The other years were similar.

But Chutkow showed the jury records from Kilpatrick’s bank accounts that revealed cash deposits during those years of $531,401.72. The government said those are ill-gotten gains Kilpatrick received from kickbacks and bribes.

Carlita Kilpatrick, the former mayor’s wife, reported taxable income in just 2003, when she said that the Next Vision Foundation, a charity run by her husband’s sister, had paid her $19,465.57.

Jim Thomas, Kilpatrick’s lawyer, did not dispute Kwame Kilpatrick’s cash deposits, but suggested the money represents gifts, loans and other non-taxable forms of income. Thomas had Terrell affirm on cross-examination that cash gifts — for a recipient — are untaxed, as well as other forms of income, such as repayment of loans.
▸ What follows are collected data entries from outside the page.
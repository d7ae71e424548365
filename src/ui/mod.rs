//! Keyboard triggers for the editor-style commands.
//!
//! - `G`: generate city
//! - `C`: clear city
//! - `F`: apply a fresh facade to every facade target
//! - `B`: toggle bloom

use bevy::prelude::*;

use crate::camera::BloomConfig;
use crate::render::city_spawner::{ClearCity, GenerateCity};
use crate::render::facade_target::{ApplyFacade, FacadeTarget};

pub struct UiPlugin;

impl Plugin for UiPlugin {
    fn build(&self, app: &mut App) {
        app.add_systems(Update, (city_commands, toggle_bloom));
    }
}

fn city_commands(
    keyboard: Res<ButtonInput<KeyCode>>,
    mut generate: EventWriter<GenerateCity>,
    mut clear: EventWriter<ClearCity>,
    mut apply: EventWriter<ApplyFacade>,
    targets: Query<Entity, With<FacadeTarget>>,
) {
    if keyboard.just_pressed(KeyCode::KeyG) {
        generate.send(GenerateCity);
    }
    if keyboard.just_pressed(KeyCode::KeyC) {
        clear.send(ClearCity);
    }
    if keyboard.just_pressed(KeyCode::KeyF) {
        if targets.is_empty() {
            warn!("No facade target in the scene");
        }
        for target in &targets {
            apply.send(ApplyFacade { target });
        }
    }
}

fn toggle_bloom(keyboard: Res<ButtonInput<KeyCode>>, mut config: ResMut<BloomConfig>) {
    if keyboard.just_pressed(KeyCode::KeyB) {
        config.enabled = !config.enabled;
        info!("Bloom: {}", if config.enabled { "ON" } else { "OFF" });
    }
}
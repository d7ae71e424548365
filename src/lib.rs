//! Night City - a grid of box buildings with procedural window facades.
//!
//! The generation code ([`procgen`], [`render::facade_textures`] and the orbit
//! math in [`camera`]) is plain Rust with explicit random streams. The Bevy
//! plugins wire it into a scene.

use bevy::prelude::*;

pub mod camera;
pub mod config;
pub mod error;
pub mod procgen;
pub mod render;
pub mod ui;

/// Everything except the window and the configuration.
pub struct NightCityPlugins;

impl Plugin for NightCityPlugins {
    fn build(&self, app: &mut App) {
        app.add_plugins(camera::CameraPlugin)
            .add_plugins(render::RenderPlugin)
            .add_plugins(ui::UiPlugin);
    }
}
Chutkow countered by asking Terrell whether Kilpatrick ever mentioned any such gifts or loans.

Terrell said no.

Kilpatrick also claimed a deduction in one tax year for a $5,000 contribution to a foundation affiliated with Florida A&M, his alma mater. Prosecutors said that money actually came from the Kilpatrick Civic Fund, a nonprofit group set up to benefit Detroiters, but instead used for personal expenses. They said the deduction on his personal taxes should not have been made.
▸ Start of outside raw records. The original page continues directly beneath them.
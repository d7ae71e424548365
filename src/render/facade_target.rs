//! Re-dress a single object with a freshly synthesized facade.

use bevy::prelude::*;

use crate::error::{CityError, CityResult};
use crate::procgen::random::random_stream;
use crate::render::facade_textures::{facade_material, synthesize, FacadeConfig};

pub struct FacadeTargetPlugin;

impl Plugin for FacadeTargetPlugin {
    fn build(&self, app: &mut App) {
        app.add_event::<ApplyFacade>()
            .add_systems(Update, apply_facade_on_event);
    }
}

/// Marker for objects that take a facade on request.
#[derive(Component)]
pub struct FacadeTarget;

/// Regenerate a facade and bind it to `target`.
#[derive(Event)]
pub struct ApplyFacade {
    pub target: Entity,
}

/// Synthesize a facade and swap it into `slot`.
///
/// Fails without touching the slot when the facade config is absent or invalid.
pub fn apply_facade(
    facade: Option<&FacadeConfig>,
    slot: Option<&mut MeshMaterial3d<StandardMaterial>>,
    images: &mut Assets<Image>,
    materials: &mut Assets<StandardMaterial>,
) -> CityResult<()> {
    let config = facade.ok_or_else(|| CityError::missing("no facade config assigned"))?;
    let slot = slot.ok_or_else(|| CityError::missing("target has no material to replace"))?;

    let texture = synthesize(config, &mut random_stream(config.seed))?;
    slot.0 = facade_material(&texture, images, materials);
    Ok(())
}

fn apply_facade_on_event(
    mut events: EventReader<ApplyFacade>,
    facade: Option<Res<FacadeConfig>>,
    mut renderables: Query<(Option<&Name>, Option<&mut MeshMaterial3d<StandardMaterial>>)>,
    mut images: ResMut<Assets<Image>>,
    mut materials: ResMut<Assets<StandardMaterial>>,
) {
    for event in events.read() {
        let Ok((name, slot)) = renderables.get_mut(event.target) else {
            warn!("Facade not applied: entity {:?} no longer exists", event.target);
            continue;
        };
        let label = name.map_or_else(|| format!("{:?}", event.target), |n| n.to_string());

        match apply_facade(
            facade.as_deref(),
            slot.map(Mut::into_inner),
            &mut images,
            &mut materials,
        ) {
            Ok(()) => info!("Facade applied to {label}"),
            Err(err) => warn!("Facade not applied to {label}: {err}"),
        }
    }
}

#[cfg(test)]
mod tests {
    use super::*;

    #[test]
    fn missing_config_leaves_material_alone() {
        let mut images = Assets::<Image>::default();
        let mut materials = Assets::<StandardMaterial>::default();
        let original = materials.add(StandardMaterial::default());
        let mut slot = MeshMaterial3d(original.clone());

        let err = apply_facade(None, Some(&mut slot), &mut images, &mut materials).unwrap_err();
        assert!(matches!(err, CityError::MissingDependency(_)));
        assert_eq!(slot.0, original);
    }

    #[test]
    fn missing_renderable_is_reported() {
        let mut images = Assets::<Image>::default();
        let mut materials = Assets::<StandardMaterial>::default();
        let config = FacadeConfig::default();

        let err = apply_facade(Some(&config), None, &mut images, &mut materials).unwrap_err();
        assert!(matches!(err, CityError::MissingDependency(_)));
        assert_eq!(images.len(), 0);
    }

    #[test]
    fn applied_material_shares_one_image() {
        let mut images = Assets::<Image>::default();
        let mut materials = Assets::<StandardMaterial>::default();
        let mut slot = MeshMaterial3d(materials.add(StandardMaterial::default()));
        let config = FacadeConfig { seed: 21, ..default() };

        apply_facade(Some(&config), Some(&mut slot), &mut images, &mut materials).unwrap();

        let material = materials.get(&slot.0).unwrap();
        assert!(material.base_color_texture.is_some());
        assert_eq!(material.base_color_texture, material.emissive_texture);
        assert_eq!(images.len(), 1);
    }

    #[test]
    fn invalid_config_is_rejected() {
        let mut images = Assets::<Image>::default();
        let mut materials = Assets::<StandardMaterial>::default();
        let original = materials.add(StandardMaterial::default());
        let mut slot = MeshMaterial3d(original.clone());
        let config = FacadeConfig { lit_colors: Vec::new(), ..default() };

        let err = apply_facade(Some(&config), Some(&mut slot), &mut images, &mut materials)
            .unwrap_err();
        assert!(matches!(err, CityError::InvalidConfiguration(_)));
        assert_eq!(slot.0, original);
    }
}
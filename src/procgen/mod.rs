//! Engine-independent procedural generation.
//!
//! - City grid layout
//! - Seeded random streams

pub mod layout;
pub mod random;
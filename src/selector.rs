use crate::command::CommandRunner;
use crate::errors::ContextError;
use std::path::Path;
use tracing::{debug, trace};

/// Exit status fzf uses when the user aborts with Ctrl-C or Esc.
pub const CANCELLED_EXIT_CODE: i32 = 130;

#[derive(Debug, Clone, PartialEq, Eq)]
pub struct SelectorConfig {
    pub program: String,
    pub height: String,
    pub layout: String,
    pub border: bool,
    pub preview_lines: usize,
}

impl Default for SelectorConfig {
    fn default() -> Self {
        SelectorConfig {
            program: "fzf".to_owned(),
            height: "80%".to_owned(),
            layout: "reverse".to_owned(),
            border: true,
            preview_lines: 20,
        }
    }
}

impl SelectorConfig {
    pub fn args(&self) -> Vec<String> {
        let mut args = vec![
            "--multi".to_owned(),
            format!("--height={}", self.height),
            format!("--layout={}", self.layout),
        ];
        if self.border {
            args.push("--border".to_owned());
        }
        args.push(format!("--preview=head -n {} {{}}", self.preview_lines));
        args
    }
}

pub struct FzfSelector<'a> {
    runner: &'a dyn CommandRunner,
    config: SelectorConfig,
}

impl<'a> FzfSelector<'a> {
    pub fn new(runner: &'a dyn CommandRunner, config: SelectorConfig) -> Self {
        FzfSelector { runner, config }
    }

    pub fn ensure_available(&self) -> Result<(), ContextError> {
        if self.runner.is_available(&self.config.program) {
            Ok(())
        } else {
            Err(ContextError::MissingDependency(self.config.program.clone()))
        }
    }

    /// Hands `candidates` to the selector and returns the chosen paths in
    /// the order the selector printed them.
    pub async fn select(&self, candidates: &str, cwd: &Path) -> Result<Vec<String>, ContextError> {
        let args = self.config.args();
        let args: Vec<&str> = args.iter().map(String::as_str).collect();

        let output = self
            .runner
            .interactive(&self.config.program, &args, candidates, cwd)
            .await
            .map_err(|e| ContextError::Selector(e.to_string()))?;

        match output.code {
            Some(0) => {
                let selected = parse_selection(&output.stdout);
                debug!("{} file(s) selected", selected.len());
                Ok(selected)
            }
            Some(CANCELLED_EXIT_CODE) => {
                trace!("{} was interrupted", self.config.program);
                Err(ContextError::SelectionCancelled)
            }
            Some(code) => Err(ContextError::Selector(format!(
                "{} exited with status {}",
                self.config.program, code
            ))),
            None => Err(ContextError::Selector(format!(
                "{} was terminated by a signal",
                self.config.program
            ))),
        }
    }
}

/// Splits selector output into paths, dropping blank entries. Only the
/// output as a whole is trimmed; each path is kept as printed.
pub fn parse_selection(output: &str) -> Vec<String> {
    output
        .trim()
        .lines()
        .filter(|line| !line.trim().is_empty())
        .map(str::to_owned)
        .collect()
}
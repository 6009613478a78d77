use tracing_subscriber::{fmt, EnvFilter};

/// Logs go to stderr; stdout carries user messages and the fallback document.
pub fn initialize_logger() {
    let env_filter = EnvFilter::try_from_default_env()
        .unwrap_or_else(|_| EnvFilter::new("llm_context=info"));

    let subscriber = fmt()
        .with_env_filter(env_filter)
        .with_target(false)
        .with_writer(std::io::stderr)
        .finish();

    if let Err(e) = tracing::subscriber::set_global_default(subscriber) {
        eprintln!("Failed to set global logger: {}", e);
    }
}
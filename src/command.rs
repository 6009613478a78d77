use crate::errors::ContextError;
use async_trait::async_trait;
use std::env;
use std::io::ErrorKind;
use std::path::{Path, PathBuf};
use std::process::Stdio;
use tokio::io::AsyncWriteExt;
use tokio::process::Command;
use tracing::{debug, trace};

/// Exit code and captured stdout of a finished external program.
#[derive(Debug, Clone, Default, PartialEq, Eq)]
pub struct CommandOutput {
    /// `None` when the process was terminated by a signal.
    pub code: Option<i32>,
    pub stdout: String,
}

impl CommandOutput {
    pub fn new(code: i32, stdout: impl Into<String>) -> Self {
        CommandOutput {
            code: Some(code),
            stdout: stdout.into(),
        }
    }

    pub fn success(&self) -> bool {
        self.code == Some(0)
    }
}

/// Everything the tool needs from the outside world in terms of processes.
#[async_trait]
pub trait CommandRunner: Send + Sync {
    /// Whether `program` resolves to an executable on `PATH`.
    fn is_available(&self, program: &str) -> bool;

    /// Runs `program` to completion with stdin and stderr detached, capturing stdout.
    async fn output(
        &self,
        program: &str,
        args: &[&str],
        cwd: &Path,
    ) -> Result<CommandOutput, ContextError>;

    /// Runs a full-screen program that draws on the inherited stderr.
    /// `input` is fed to its stdin and its stdout is captured.
    async fn interactive(
        &self,
        program: &str,
        args: &[&str],
        input: &str,
        cwd: &Path,
    ) -> Result<CommandOutput, ContextError>;
}

pub struct SystemCommandRunner;

#[async_trait]
impl CommandRunner for SystemCommandRunner {
    fn is_available(&self, program: &str) -> bool {
        let found = find_in_path(program);
        trace!("Lookup for {}: {:?}", program, found);
        found.is_some()
    }

    async fn output(
        &self,
        program: &str,
        args: &[&str],
        cwd: &Path,
    ) -> Result<CommandOutput, ContextError> {
        debug!("Running {} {:?} in {}", program, args, cwd.display());
        let output = Command::new(program)
            .args(args)
            .current_dir(cwd)
            .stdin(Stdio::null())
            .stderr(Stdio::null())
            .output()
            .await?;

        Ok(CommandOutput {
            code: output.status.code(),
            stdout: String::from_utf8_lossy(&output.stdout).into_owned(),
        })
    }

    async fn interactive(
        &self,
        program: &str,
        args: &[&str],
        input: &str,
        cwd: &Path,
    ) -> Result<CommandOutput, ContextError> {
        debug!("Launching {} {:?} in {}", program, args, cwd.display());
        let mut child = Command::new(program)
            .args(args)
            .current_dir(cwd)
            .stdin(Stdio::piped())
            .stdout(Stdio::piped())
            .stderr(Stdio::inherit())
            .spawn()?;

        // stdin is fed from its own task so a child that writes while still
        // reading cannot fill the stdout pipe and stall both sides.
        let writer = child.stdin.take().map(|mut stdin| {
            let input = input.to_owned();
            let program = program.to_owned();
            tokio::spawn(async move {
                match stdin.write_all(input.as_bytes()).await {
                    // The user may quit before the whole list has been consumed.
                    Err(e) if e.kind() == ErrorKind::BrokenPipe => {
                        trace!("{} closed its input early", program);
                        Ok(())
                    }
                    result => result,
                }
            })
        });

        let output = child.wait_with_output().await?;
        if let Some(writer) = writer {
            writer
                .await
                .map_err(|e| ContextError::IoError(e.to_string()))??;
        }

        Ok(CommandOutput {
            code: output.status.code(),
            stdout: String::from_utf8_lossy(&output.stdout).into_owned(),
        })
    }
}

/// Resolves `program` against `PATH`. Names containing a path separator are
/// checked as-is.
pub fn find_in_path(program: &str) -> Option<PathBuf> {
    let candidate = Path::new(program);
    if candidate.components().count() > 1 {
        return is_executable(candidate).then(|| candidate.to_path_buf());
    }

    let paths = env::var_os("PATH")?;
    env::split_paths(&paths)
        .map(|dir| dir.join(program))
        .find(|full| is_executable(full))
}

#[cfg(unix)]
fn is_executable(path: &Path) -> bool {
    use std::os::unix::fs::PermissionsExt;
    path.metadata()
        .map(|meta| meta.is_file() && meta.permissions().mode() & 0o111 != 0)
        .unwrap_or(false)
}

#[cfg(not(unix))]
fn is_executable(path: &Path) -> bool {
    path.is_file() || path.with_extension(env::consts::EXE_EXTENSION).is_file()
}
Also today, prosecutors played more secret tape recordings from Bernard Kilpatrick’s tapped cell phone, including calls in which the mayor’s father wanted to get a contractor kicked off the Book Cadillac hotel renovation in downtown Detroit so one of Kilpatrick’s clients would get work.

In a Feb. 14, 2008, phone call, Kilpatrick complains to his son’s friend, contractor Bobby Ferguson, about Detroit-based contractor Jenkins Construction kicking Kilpatrick’s clients, Capital Waste Management, off the job. Then Jenkins brought in someone else.
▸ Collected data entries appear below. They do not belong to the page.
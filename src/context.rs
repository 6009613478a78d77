use crate::errors::ContextError;
use std::path::{Path, PathBuf};
use tokio::fs as async_fs;
use tracing::{debug, trace, warn};

pub const INTRO_LINE: &str = "I am providing the following files as context:\n\n";
pub const DEFAULT_LANGUAGE_TAG: &str = "text";

/// The assembled text plus which selected paths made it in.
#[derive(Debug, Clone, Default, PartialEq, Eq)]
pub struct ContextDocument {
    pub text: String,
    pub included: Vec<String>,
    pub skipped: Vec<String>,
}

impl ContextDocument {
    pub fn file_count(&self) -> usize {
        self.included.len()
    }

    pub fn char_count(&self) -> usize {
        self.text.chars().count()
    }
}

pub struct ContextAssembler {
    root: PathBuf,
    intro: String,
}

impl ContextAssembler {
    pub fn new(root: impl Into<PathBuf>) -> Self {
        ContextAssembler {
            root: root.into(),
            intro: INTRO_LINE.to_owned(),
        }
    }

    pub fn with_intro(mut self, intro: impl Into<String>) -> Self {
        self.intro = intro.into();
        self
    }

    /// Builds the document in selection order. Unreadable files are logged
    /// and left out.
    pub async fn assemble(&self, files: &[String]) -> ContextDocument {
        let mut document = ContextDocument {
            text: self.intro.clone(),
            ..Default::default()
        };

        for file in files.iter().filter(|f| !f.is_empty()) {
            trace!("Processing file: {}", file);
            match read_file_content(&self.root.join(file)).await {
                Ok(content) => {
                    let tag = language_tag(file);
                    document.text.push_str(&format_block(file, &tag, &content));
                    document.included.push(file.clone());
                }
                Err(ContextError::FileReadError(_, cause)) => {
                    warn!("Could not read file {}: {}", file, cause);
                    document.skipped.push(file.clone());
                }
                Err(e) => {
                    warn!("{}", e);
                    document.skipped.push(file.clone());
                }
            }
        }

        debug!(
            "Assembled {} file(s), skipped {}",
            document.included.len(),
            document.skipped.len()
        );
        document
    }
}

/// Reads the whole file, replacing invalid UTF-8 sequences.
pub async fn read_file_content(path: &Path) -> Result<String, ContextError> {
    let bytes = async_fs::read(path)
        .await
        .map_err(|e| ContextError::FileReadError(path.display().to_string(), e.to_string()))?;
    Ok(String::from_utf8_lossy(&bytes).into_owned())
}

/// Lower-cased text after the last `.` of the file name, or `text`.
pub fn language_tag(file: &str) -> String {
    let name = Path::new(file)
        .file_name()
        .map(|n| n.to_string_lossy().into_owned())
        .unwrap_or_default();

    match name.rfind('.') {
        Some(idx) if idx + 1 < name.len() => name[idx + 1..].to_lowercase(),
        _ => DEFAULT_LANGUAGE_TAG.to_owned(),
    }
}

pub fn format_block(file: &str, tag: &str, content: &str) -> String {
    format!("## File: {}\n```{}\n{}\n```\n\n", file, tag, content)
}
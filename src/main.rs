use clap::Parser;
use llm_context::command::SystemCommandRunner;
use llm_context::copy::SystemClipboard;
use llm_context::logger::initialize_logger;
use llm_context::{run, AppConfig};
use std::io;
use std::path::PathBuf;
use std::process;
use std::time::Duration;
use tracing::debug;

#[derive(Parser, Debug)]
#[command(author, version, about, long_about = None)]
struct CliArgs {
    /// Directory to list and read files from
    #[arg(short = 'C', long, default_value = ".")]
    directory: PathBuf,
    /// Height of the fzf window
    #[arg(long, default_value = "80%")]
    height: String,
    /// Number of lines shown in the preview pane
    #[arg(long, default_value_t = 20)]
    preview_lines: usize,
    /// Sentence placed before the first file
    #[arg(long)]
    intro: Option<String>,
    /// Seconds to keep serving the clipboard on X11/Wayland when no clipboard manager is running
    #[arg(long, default_value_t = 0)]
    clipboard_linger: u64,
}

#[tokio::main]
async fn main() {
    let cli_args = CliArgs::parse();
    initialize_logger();

    let mut config = AppConfig::default();
    config.root = cli_args.directory;
    config.selector.height = cli_args.height;
    config.selector.preview_lines = cli_args.preview_lines;
    if let Some(intro) = cli_args.intro {
        config.intro = intro;
    }

    let runner = SystemCommandRunner;
    let mut clipboard =
        SystemClipboard::new().with_linger(Duration::from_secs(cli_args.clipboard_linger));
    let mut stdout = io::stdout();

    match run(&config, &runner, &mut clipboard, &mut stdout).await {
        Ok(outcome) => debug!("Finished: {:?}", outcome),
        Err(e) => {
            eprintln!("Error: {}", e);
            process::exit(1);
        }
    }
}
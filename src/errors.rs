use thiserror::Error;

#[derive(Error, Debug)]
pub enum ContextError {
    #[error("{0} is not installed or not in your PATH")]
    MissingDependency(String),

    #[error("Failed to list files: {0}")]
    Enumeration(String),

    #[error("Selector failed: {0}")]
    Selector(String),

    #[error("Selection cancelled")]
    SelectionCancelled,

    #[error("Could not read file {0}: {1}")]
    FileReadError(String, String),

    #[error("Clipboard initialization failed: {0}")]
    ClipboardInitError(String),

    #[error("Clipboard write failed: {0}")]
    ClipboardWriteError(String),

    #[error("IO Error: {0}")]
    IoError(String),
}

impl From<std::io::Error> for ContextError {
    fn from(err: std::io::Error) -> Self {
        ContextError::IoError(err.to_string())
    }
}

impl From<walkdir::Error> for ContextError {
    fn from(err: walkdir::Error) -> Self {
        ContextError::Enumeration(err.to_string())
    }
}
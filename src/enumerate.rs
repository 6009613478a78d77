use crate::command::CommandRunner;
use crate::errors::ContextError;
use std::path::{Path, PathBuf};
use tracing::{debug, trace};
use walkdir::{DirEntry, WalkDir};

/// Lists candidate files under a root, trying `fd`, then `git ls-files`,
/// then a plain directory walk.
pub struct FileEnumerator<'a> {
    runner: &'a dyn CommandRunner,
    root: PathBuf,
}

impl<'a> FileEnumerator<'a> {
    pub fn new(runner: &'a dyn CommandRunner, root: impl Into<PathBuf>) -> Self {
        FileEnumerator {
            runner,
            root: root.into(),
        }
    }

    /// Returns newline-delimited paths relative to the root.
    pub async fn list_files(&self) -> Result<String, ContextError> {
        if let Some(files) = self.list_with_fd().await {
            debug!("Using fd for file listing");
            return Ok(files);
        }

        if let Some(files) = self.list_with_git().await {
            debug!("Using git ls-files for file listing");
            return Ok(files);
        }

        debug!("Walking {} for file listing", self.root.display());
        Ok(walk_directory(&self.root)?.join("\n"))
    }

    async fn list_with_fd(&self) -> Option<String> {
        if !self.runner.is_available("fd") {
            return None;
        }
        self.run_lister("fd", &["--type", "f"]).await
    }

    async fn list_with_git(&self) -> Option<String> {
        if !self.runner.is_available("git") {
            return None;
        }
        self.run_lister("git", &["rev-parse", "--is-inside-work-tree"])
            .await?;
        self.run_lister("git", &["ls-files"]).await
    }

    async fn run_lister(&self, program: &str, args: &[&str]) -> Option<String> {
        match self.runner.output(program, args, &self.root).await {
            Ok(output) if output.success() => Some(output.stdout),
            Ok(output) => {
                debug!("{} {:?} exited with {:?}", program, args, output.code);
                None
            }
            Err(e) => {
                debug!("{} {:?} failed: {}", program, args, e);
                None
            }
        }
    }
}

/// Recursively collects every non-directory entry under `root`, pruning
/// directories whose name starts with `.`. Paths are relative to `root`.
pub fn walk_directory(root: &Path) -> Result<Vec<String>, ContextError> {
    let mut files = Vec::new();
    let walker = WalkDir::new(root)
        .sort_by_file_name()
        .into_iter()
        .filter_entry(|entry| entry.depth() == 0 || !is_hidden_dir(entry));

    for entry in walker {
        let entry = entry?;
        if entry.file_type().is_dir() {
            continue;
        }
        let relative = entry.path().strip_prefix(root).unwrap_or(entry.path());
        trace!("Found {}", relative.display());
        files.push(relative.to_string_lossy().into_owned());
    }

    Ok(files)
}

fn is_hidden_dir(entry: &DirEntry) -> bool {
    entry.file_type().is_dir()
        && entry
            .file_name()
            .to_str()
            .map_or(false, |name| name.starts_with('.'))
}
“Can uh, what’s his name, George Jackson and DEGC, can he make trouble for Jim Jenkins over there?” Kilpatrick asks Ferguson on the tape. “Can he run him out of there?”

Jackson was head of the Downtown Economic Growth Corp., which oversaw the Book Cadillac project.

Jenkins let “some white boys from out of town” in on the job, Kilpatrick tells Ferguson. “Some white boys from the suburbs.” Kilpatrick goes on to say his clients are a Detroit-based outfit.

Court adjourned for the day before defense attorneys could address the tapes. That will come tomorrow when testimony resumes.

The Kilpatricks and city contractor Ferguson each are charged with running a racket to enrich themselves through the mayor’s office.